(Given records Opens)

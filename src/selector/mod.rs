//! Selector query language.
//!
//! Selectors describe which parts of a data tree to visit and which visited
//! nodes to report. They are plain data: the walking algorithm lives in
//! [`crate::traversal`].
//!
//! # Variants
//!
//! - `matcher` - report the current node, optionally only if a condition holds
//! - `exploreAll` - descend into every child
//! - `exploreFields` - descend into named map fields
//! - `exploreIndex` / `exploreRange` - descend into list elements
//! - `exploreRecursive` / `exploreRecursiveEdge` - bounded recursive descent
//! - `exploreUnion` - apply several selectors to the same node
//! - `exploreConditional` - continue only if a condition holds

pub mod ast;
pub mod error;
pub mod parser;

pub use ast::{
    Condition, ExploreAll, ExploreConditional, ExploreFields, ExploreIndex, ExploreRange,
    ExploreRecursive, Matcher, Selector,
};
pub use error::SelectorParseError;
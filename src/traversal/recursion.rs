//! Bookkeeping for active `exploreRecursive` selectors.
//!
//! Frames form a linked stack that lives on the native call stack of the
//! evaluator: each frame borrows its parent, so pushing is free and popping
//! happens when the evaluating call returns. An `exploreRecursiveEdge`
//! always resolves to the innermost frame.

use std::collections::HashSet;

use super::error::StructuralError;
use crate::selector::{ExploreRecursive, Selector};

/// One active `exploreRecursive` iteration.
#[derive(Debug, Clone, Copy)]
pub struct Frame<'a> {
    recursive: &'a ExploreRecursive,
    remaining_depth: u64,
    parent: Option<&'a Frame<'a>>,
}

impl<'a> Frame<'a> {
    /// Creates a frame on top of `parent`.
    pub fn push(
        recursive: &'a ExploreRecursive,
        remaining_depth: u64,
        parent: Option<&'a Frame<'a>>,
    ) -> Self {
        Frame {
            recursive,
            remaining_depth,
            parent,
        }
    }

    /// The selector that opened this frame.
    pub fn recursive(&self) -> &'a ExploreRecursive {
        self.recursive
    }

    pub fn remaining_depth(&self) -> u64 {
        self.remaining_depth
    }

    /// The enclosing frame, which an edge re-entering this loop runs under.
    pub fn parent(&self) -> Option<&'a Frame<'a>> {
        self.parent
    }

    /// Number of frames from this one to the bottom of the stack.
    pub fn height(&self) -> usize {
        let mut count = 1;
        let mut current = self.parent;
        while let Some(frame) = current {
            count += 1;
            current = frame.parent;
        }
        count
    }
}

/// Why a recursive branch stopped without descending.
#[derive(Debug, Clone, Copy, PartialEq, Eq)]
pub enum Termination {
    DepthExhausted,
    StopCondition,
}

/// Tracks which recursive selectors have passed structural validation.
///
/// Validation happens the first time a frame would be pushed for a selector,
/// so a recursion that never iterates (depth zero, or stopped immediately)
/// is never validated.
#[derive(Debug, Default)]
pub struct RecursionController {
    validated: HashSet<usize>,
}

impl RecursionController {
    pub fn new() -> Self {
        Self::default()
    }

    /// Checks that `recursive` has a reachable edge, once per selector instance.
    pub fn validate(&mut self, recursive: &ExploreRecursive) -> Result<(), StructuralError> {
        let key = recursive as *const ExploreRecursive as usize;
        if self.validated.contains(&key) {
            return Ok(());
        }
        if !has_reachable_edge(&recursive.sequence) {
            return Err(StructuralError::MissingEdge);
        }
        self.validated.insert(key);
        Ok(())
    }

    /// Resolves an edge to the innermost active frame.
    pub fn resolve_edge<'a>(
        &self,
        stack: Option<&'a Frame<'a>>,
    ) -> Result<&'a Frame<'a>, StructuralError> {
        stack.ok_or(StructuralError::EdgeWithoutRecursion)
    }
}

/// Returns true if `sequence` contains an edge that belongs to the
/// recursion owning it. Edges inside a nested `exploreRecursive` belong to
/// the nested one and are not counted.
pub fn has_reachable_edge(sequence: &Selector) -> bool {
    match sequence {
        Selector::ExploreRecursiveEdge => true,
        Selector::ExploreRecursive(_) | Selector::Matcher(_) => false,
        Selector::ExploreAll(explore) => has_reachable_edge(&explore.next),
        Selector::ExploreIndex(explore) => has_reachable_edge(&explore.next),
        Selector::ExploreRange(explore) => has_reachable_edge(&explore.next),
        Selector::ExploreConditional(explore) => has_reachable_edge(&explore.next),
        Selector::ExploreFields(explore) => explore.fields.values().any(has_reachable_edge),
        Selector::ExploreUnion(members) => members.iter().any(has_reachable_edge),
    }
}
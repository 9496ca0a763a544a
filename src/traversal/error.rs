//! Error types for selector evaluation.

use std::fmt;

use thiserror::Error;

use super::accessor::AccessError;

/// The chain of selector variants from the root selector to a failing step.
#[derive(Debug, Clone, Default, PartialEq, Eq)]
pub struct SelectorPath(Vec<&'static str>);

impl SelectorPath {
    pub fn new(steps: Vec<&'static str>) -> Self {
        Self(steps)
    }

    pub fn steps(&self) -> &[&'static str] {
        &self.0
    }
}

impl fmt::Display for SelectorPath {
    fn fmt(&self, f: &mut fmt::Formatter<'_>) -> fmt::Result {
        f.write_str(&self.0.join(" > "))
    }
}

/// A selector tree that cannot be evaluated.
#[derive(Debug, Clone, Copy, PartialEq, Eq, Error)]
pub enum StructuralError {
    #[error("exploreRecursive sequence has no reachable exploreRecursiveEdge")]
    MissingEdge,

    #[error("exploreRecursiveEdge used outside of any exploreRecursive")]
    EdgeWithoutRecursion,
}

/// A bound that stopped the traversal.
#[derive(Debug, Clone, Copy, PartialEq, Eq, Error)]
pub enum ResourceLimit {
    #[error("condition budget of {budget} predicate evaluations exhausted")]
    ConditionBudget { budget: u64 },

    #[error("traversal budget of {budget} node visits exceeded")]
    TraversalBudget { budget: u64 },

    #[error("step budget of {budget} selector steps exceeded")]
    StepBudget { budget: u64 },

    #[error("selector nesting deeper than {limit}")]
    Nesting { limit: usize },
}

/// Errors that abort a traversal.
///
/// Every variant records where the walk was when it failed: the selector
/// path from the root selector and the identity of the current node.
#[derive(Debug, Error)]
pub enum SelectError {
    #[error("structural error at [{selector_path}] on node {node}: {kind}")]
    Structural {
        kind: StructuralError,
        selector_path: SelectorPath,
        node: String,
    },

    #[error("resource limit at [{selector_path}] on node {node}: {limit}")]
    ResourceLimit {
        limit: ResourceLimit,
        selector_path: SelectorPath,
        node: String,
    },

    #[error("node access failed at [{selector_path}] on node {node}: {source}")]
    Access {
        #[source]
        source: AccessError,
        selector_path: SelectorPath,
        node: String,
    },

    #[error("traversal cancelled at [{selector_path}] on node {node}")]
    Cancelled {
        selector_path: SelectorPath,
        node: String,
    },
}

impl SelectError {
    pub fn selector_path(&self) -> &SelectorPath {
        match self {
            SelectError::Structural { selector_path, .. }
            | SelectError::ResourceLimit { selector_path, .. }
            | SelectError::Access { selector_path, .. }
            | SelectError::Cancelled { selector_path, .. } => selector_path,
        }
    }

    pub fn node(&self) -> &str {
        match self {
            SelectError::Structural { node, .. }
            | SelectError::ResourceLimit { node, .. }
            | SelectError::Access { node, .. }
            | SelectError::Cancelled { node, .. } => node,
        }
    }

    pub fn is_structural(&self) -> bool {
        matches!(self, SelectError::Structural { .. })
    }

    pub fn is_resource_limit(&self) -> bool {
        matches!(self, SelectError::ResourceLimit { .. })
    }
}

(Given records Closes)

**Activity**
Every line of the data above that includes "into" should be listed.

**Exercise response**
//! - `exploreAll` - descend into every child
//! - `exploreFields` - descend into named map fields
//! - `exploreIndex` / `exploreRange` - descend into list elements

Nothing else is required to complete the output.